Exercise goal: When you output the entries, begin with the first line and end with the line containing "pub struct TraversalOptions", keeping each line exactly as it is.

□ □ □ □

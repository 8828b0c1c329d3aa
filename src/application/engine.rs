//! Traversal engine: the per-session state machine.
//!
//! An answer token is resolved to the node it was issued for, everything
//! registered after that node is invalidated, and the chosen branches are
//! merged back: leaves go to the history, the first question becomes live,
//! further questions are queued. When neither a new question nor a queued one
//! is left, the collected programmes are the result.

use std::sync::Arc;

use tracing::{debug, error, info, instrument};

use crate::application::history::HistoryTracker;
use crate::application::registry::{CurrentQuestion, NodeId, NodeRegistry};
use crate::application::unvisited::UnvisitedQueue;
use crate::application::{ApplicationError, ApplicationResult};
use crate::domain::{DecisionTree, NodeIndex, Programme, TreeNode};

pub const YES: &str = "yes";
pub const NO: &str = "no";
/// Meta-answer of binary questions: follow both branches.
pub const PROBABLY: &str = "probably";

#[derive(Debug, Clone, Copy, PartialEq, Eq)]
pub struct TraversalOptions {
    /// Offer `probably` next to `yes`/`no` on binary questions
    pub offer_probably: bool,
}

impl Default for TraversalOptions {
    fn default() -> Self {
        Self {
            offer_probably: true,
        }
    }
}

#[derive(Debug, Clone, PartialEq, Eq)]
pub enum TraversalState {
    AtNode(NodeId),
    Complete(Vec<Programme>),
}

#[derive(Debug)]
pub struct TraversalEngine {
    tree: Arc<DecisionTree>,
    options: TraversalOptions,
    registry: NodeRegistry,
    queue: UnvisitedQueue,
    history: HistoryTracker,
    state: TraversalState,
}

impl TraversalEngine {
    /// Start at the root. A tree whose root is a leaf has nothing to ask.
    #[instrument(level = "debug", skip(tree))]
    pub fn start(tree: Arc<DecisionTree>, options: TraversalOptions) -> ApplicationResult<Self> {
        if tree.root_node().is_leaf() {
            return Err(ApplicationError::InvalidTree(
                "root must be a question, not a leaf".to_string(),
            ));
        }
        let mut engine = Self {
            tree,
            options,
            registry: NodeRegistry::new(),
            queue: UnvisitedQueue::new(),
            history: HistoryTracker::new(),
            state: TraversalState::AtNode(NodeId::new(0)),
        };
        let root = engine.tree.root();
        let id = engine.promote(root)?;
        engine.state = TraversalState::AtNode(id);
        Ok(engine)
    }

    pub fn state(&self) -> &TraversalState {
        &self.state
    }

    pub fn is_complete(&self) -> bool {
        matches!(self.state, TraversalState::Complete(_))
    }

    pub fn tree(&self) -> &Arc<DecisionTree> {
        &self.tree
    }

    pub fn current_node_id(&self) -> Option<NodeId> {
        match self.state {
            TraversalState::AtNode(id) => Some(id),
            TraversalState::Complete(_) => None,
        }
    }

    pub fn current_question(&self) -> ApplicationResult<CurrentQuestion> {
        if self.is_complete() {
            return Err(ApplicationError::TraversalComplete);
        }
        self.registry.current_node(&self.tree)
    }

    /// Programmes collected so far on the active path.
    pub fn collected(&self) -> ApplicationResult<Vec<Programme>> {
        self.history.results(&self.tree)
    }

    /// Number of questions waiting in the queue.
    pub fn pending_questions(&self) -> usize {
        self.queue.pending_count()
    }

    /// Apply an answer. Returns the programmes once the traversal is complete,
    /// `None` while questions remain.
    ///
    /// Tokens of earlier questions are accepted and roll the session back to
    /// that question. The answer is validated before any state changes.
    #[instrument(level = "debug", skip(self))]
    pub fn process_answer(&mut self, token: &str) -> ApplicationResult<Option<Vec<Programme>>> {
        if self.is_complete() {
            return Err(ApplicationError::TraversalComplete);
        }
        let node_id = self.registry.resolve_token(token)?;
        let label = self
            .registry
            .answer_label_for_token(token)
            .map_err(defect)?
            .to_string();
        let node = self.registry.node_by_id(node_id).map_err(defect)?;
        let next_nodes = self.next_nodes(node_id, node, &label)?;
        info!("answer '{}' at {} leads to {} branch(es)", label, node_id, next_nodes.len());

        self.history.cancel_after(node_id);
        self.queue.clear_from(node_id);
        self.registry.invalidate_from(node_id);

        let tree = Arc::clone(&self.tree);
        let mut live = None;
        for next in next_nodes {
            let is_leaf = tree
                .node(next)
                .ok_or(ApplicationError::NodeNotFound(node_id))
                .map_err(defect)?
                .is_leaf();
            if is_leaf {
                self.history.add_entry(node_id, next);
            } else if live.is_none() {
                live = Some(self.promote(next)?);
            } else {
                self.queue.enqueue(node_id, next);
            }
        }

        let live = match live {
            Some(id) => id,
            None => {
                let promoted_as = self.registry.peek_next_id();
                match self.queue.dequeue_next(promoted_as) {
                    Some(queued) => {
                        debug!("branch exhausted, continuing with queued question");
                        self.promote(queued)?
                    }
                    None => {
                        let results = self.history.results(&tree)?;
                        info!("traversal complete with {} programme(s)", results.len());
                        self.state = TraversalState::Complete(results.clone());
                        return Ok(Some(results));
                    }
                }
            }
        };
        self.state = TraversalState::AtNode(live);
        Ok(None)
    }

    fn next_nodes(
        &self,
        node_id: NodeId,
        node: NodeIndex,
        label: &str,
    ) -> ApplicationResult<Vec<NodeIndex>> {
        let invalid = |question: &str| ApplicationError::InvalidAnswer {
            question: question.to_string(),
            label: label.to_string(),
        };
        match self.tree.node(node) {
            Some(TreeNode::Binary { text, yes, no }) => match label {
                YES => Ok(vec![*yes]),
                NO => Ok(vec![*no]),
                PROBABLY if self.options.offer_probably => Ok(vec![*no, *yes]),
                _ => Err(invalid(text.as_str())),
            },
            Some(TreeNode::Options { text, options }) => options
                .iter()
                .find(|o| o.label == label)
                .map(|o| vec![o.branch])
                .ok_or_else(|| invalid(text.as_str())),
            Some(TreeNode::Leaf(_)) | None => Err(defect(ApplicationError::NodeNotFound(node_id))),
        }
    }

    /// Register a question as live and issue tokens for its answers.
    fn promote(&mut self, node: NodeIndex) -> ApplicationResult<NodeId> {
        let labels: Vec<String> = match self.tree.node(node) {
            Some(TreeNode::Binary { .. }) => {
                let mut labels = vec![YES.to_string(), NO.to_string()];
                if self.options.offer_probably {
                    labels.push(PROBABLY.to_string());
                }
                labels
            }
            Some(TreeNode::Options { options, .. }) => {
                options.iter().map(|o| o.label.clone()).collect()
            }
            Some(TreeNode::Leaf(_)) | None => {
                return Err(defect(ApplicationError::InvalidTree(
                    "only questions can become live".to_string(),
                )))
            }
        };
        let id = self.registry.add_node(node);
        for label in &labels {
            self.registry.add_answer_option(id, label)?;
        }
        debug!("question {} is live with {} answer(s)", id, labels.len());
        Ok(id)
    }
}

fn defect(err: ApplicationError) -> ApplicationError {
    error!("traversal state out of sync: {}", err);
    err
}

#[cfg(test)]
mod tests {
    use super::*;
    use crate::domain::TreeBuilder;

    fn answer(engine: &mut TraversalEngine, label: &str) -> Option<Vec<String>> {
        let question = engine.current_question().unwrap();
        let token = question.token_for(label).unwrap().to_string();
        engine
            .process_answer(&token)
            .unwrap()
            .map(|r| r.into_iter().map(|p| p.code).collect())
    }

    /// root: yes -> A?, no -> B?; A?: yes P1, no P2; B?: yes P3, no P4
    fn two_level() -> Arc<DecisionTree> {
        let mut b = TreeBuilder::new();
        let p1 = b.leaf("P1", "P1");
        let p2 = b.leaf("P2", "P2");
        let p3 = b.leaf("P3", "P3");
        let p4 = b.leaf("P4", "P4");
        let a = b.binary("A?", p1, p2);
        let bq = b.binary("B?", p3, p4);
        let root = b.binary("Root?", a, bq);
        Arc::new(b.build(root).unwrap())
    }

    #[test]
    fn given_leaf_root_when_starting_then_rejects_tree() {
        let mut b = TreeBuilder::new();
        let leaf = b.leaf("Only", "ONLY");
        let tree = Arc::new(b.build(leaf).unwrap());
        assert!(matches!(
            TraversalEngine::start(tree, TraversalOptions::default()),
            Err(ApplicationError::InvalidTree(_))
        ));
    }

    #[test]
    fn given_binary_question_when_started_then_offers_three_answers() {
        let engine = TraversalEngine::start(two_level(), TraversalOptions::default()).unwrap();
        let question = engine.current_question().unwrap();
        assert_eq!(question.question, "Root?");
        assert_eq!(question.labels(), vec![YES, NO, PROBABLY]);
        assert_eq!(engine.current_node_id(), Some(NodeId::new(1)));
    }

    #[test]
    fn given_probably_disabled_when_started_then_offers_yes_no_only() {
        let options = TraversalOptions {
            offer_probably: false,
        };
        let engine = TraversalEngine::start(two_level(), options).unwrap();
        assert_eq!(engine.current_question().unwrap().labels(), vec![YES, NO]);
    }

    #[test]
    fn given_probably_over_questions_when_answering_then_queues_second_branch() {
        let mut engine = TraversalEngine::start(two_level(), TraversalOptions::default()).unwrap();

        assert_eq!(answer(&mut engine, PROBABLY), None);
        // no-branch first
        assert_eq!(engine.current_question().unwrap().question, "B?");
        assert_eq!(engine.pending_questions(), 1);

        assert_eq!(answer(&mut engine, YES), None);
        assert_eq!(engine.current_question().unwrap().question, "A?");
        assert_eq!(engine.collected().unwrap(), vec![Programme::new("P3", "P3")]);

        assert_eq!(answer(&mut engine, NO), Some(vec!["P3".into(), "P2".into()]));
        assert!(engine.is_complete());
    }

    #[test]
    fn given_unknown_token_when_answering_then_state_is_unchanged() {
        let mut engine = TraversalEngine::start(two_level(), TraversalOptions::default()).unwrap();
        let before = engine.current_question().unwrap();

        assert!(matches!(
            engine.process_answer("not-a-token"),
            Err(ApplicationError::TokenNotFound(_))
        ));
        assert_eq!(engine.current_question().unwrap(), before);
    }

    #[test]
    fn given_earlier_token_when_answering_then_rolls_back() {
        let mut engine = TraversalEngine::start(two_level(), TraversalOptions::default()).unwrap();
        let root_question = engine.current_question().unwrap();

        answer(&mut engine, YES);
        let a_question = engine.current_question().unwrap();
        assert_eq!(a_question.question, "A?");

        let no_token = root_question.token_for(NO).unwrap();
        assert_eq!(engine.process_answer(no_token).unwrap(), None);
        assert_eq!(engine.current_question().unwrap().question, "B?");
        assert_eq!(engine.current_node_id(), Some(NodeId::new(2)));

        let stale = a_question.token_for(YES).unwrap();
        assert!(matches!(
            engine.process_answer(stale),
            Err(ApplicationError::TokenNotFound(_))
        ));
    }

    #[test]
    fn given_complete_engine_when_answering_then_rejects() {
        let mut engine = TraversalEngine::start(two_level(), TraversalOptions::default()).unwrap();
        let root_question = engine.current_question().unwrap();
        answer(&mut engine, YES);
        answer(&mut engine, YES);
        assert!(engine.is_complete());

        let token = root_question.token_for(NO).unwrap();
        assert!(matches!(
            engine.process_answer(token),
            Err(ApplicationError::TraversalComplete)
        ));
        assert!(matches!(
            engine.current_question(),
            Err(ApplicationError::TraversalComplete)
        ));
    }

    fn assert_invalid_answer(
        engine: &TraversalEngine,
        node: NodeIndex,
        label: &str,
        question: &str,
    ) {
        let node_id = engine.current_node_id().unwrap();
        let before = engine.current_question().unwrap();
        let pending = engine.pending_questions();

        match engine.next_nodes(node_id, node, label) {
            Err(ApplicationError::InvalidAnswer {
                question: q,
                label: l,
            }) => {
                assert_eq!(q, question);
                assert_eq!(l, label);
            }
            other => panic!("expected InvalidAnswer, got {other:?}"),
        }
        assert_eq!(engine.current_question().unwrap(), before);
        assert_eq!(engine.current_node_id(), Some(node_id));
        assert_eq!(engine.pending_questions(), pending);
        assert!(engine.collected().unwrap().is_empty());
    }

    #[test]
    fn given_unknown_label_on_binary_question_when_resolving_then_invalid_answer() {
        let engine = TraversalEngine::start(two_level(), TraversalOptions::default()).unwrap();
        let root = engine.tree.root();

        assert_invalid_answer(&engine, root, "maybe", "Root?");
        assert_invalid_answer(&engine, root, "Yes", "Root?");
    }

    #[test]
    fn given_probably_disabled_when_resolving_probably_then_invalid_answer() {
        let options = TraversalOptions {
            offer_probably: false,
        };
        let engine = TraversalEngine::start(two_level(), options).unwrap();
        let root = engine.tree.root();

        assert_invalid_answer(&engine, root, PROBABLY, "Root?");
    }

    #[test]
    fn given_options_question_when_resolving_unlisted_label_then_invalid_answer() {
        let mut b = TreeBuilder::new();
        let art = b.leaf("Art", "ART");
        let law = b.leaf("Law", "LAW");
        let root = b.options("Pick a field", [("art", art), ("law", law)]).unwrap();
        let engine =
            TraversalEngine::start(Arc::new(b.build(root).unwrap()), TraversalOptions::default())
                .unwrap();

        assert_invalid_answer(&engine, root, PROBABLY, "Pick a field");
        assert_invalid_answer(&engine, root, YES, "Pick a field");
        assert_invalid_answer(&engine, root, "music", "Pick a field");
    }
}
//! Application layer: per-session traversal state and session services
//!
//! This layer drives the immutable decision tree; it performs no I/O.

pub mod engine;
pub mod error;
pub mod history;
pub mod registry;
pub mod services;
pub mod unvisited;

pub use engine::{TraversalEngine, TraversalOptions, TraversalState, NO, PROBABLY, YES};
pub use error::{ApplicationError, ApplicationResult};
pub use history::HistoryTracker;
pub use registry::{AnswerChoice, CurrentQuestion, NodeId, NodeRegistry};
pub use services::SessionManager;
pub use unvisited::UnvisitedQueue;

□ □ □ □

Reply to the task:
repository 8828b0c1c329d3aa
filename src/application/engine.rs
//! Traversal engine: the per-session state machine.
//!
//! An answer token is resolved to the node it was issued for, everything
//! registered after that node is invalidated, and the chosen branches are
//! merged back: leaves go to the history, the first question becomes live,
//! further questions are queued. When neither a new question nor a queued one
//! is left, the collected programmes are the result.

use std::sync::Arc;

use tracing::{debug, error, info, instrument};

use crate::application::history::HistoryTracker;
use crate::application::registry::{CurrentQuestion, NodeId, NodeRegistry};
use crate::application::unvisited::UnvisitedQueue;
use crate::application::{ApplicationError, ApplicationResult};
use crate::domain::{DecisionTree, NodeIndex, Programme, TreeNode};

pub const YES: &str = "yes";
pub const NO: &str = "no";
/// Meta-answer of binary questions: follow both branches.
pub const PROBABLY: &str = "probably";

#[derive(Debug, Clone, Copy, PartialEq, Eq)]
pub struct TraversalOptions {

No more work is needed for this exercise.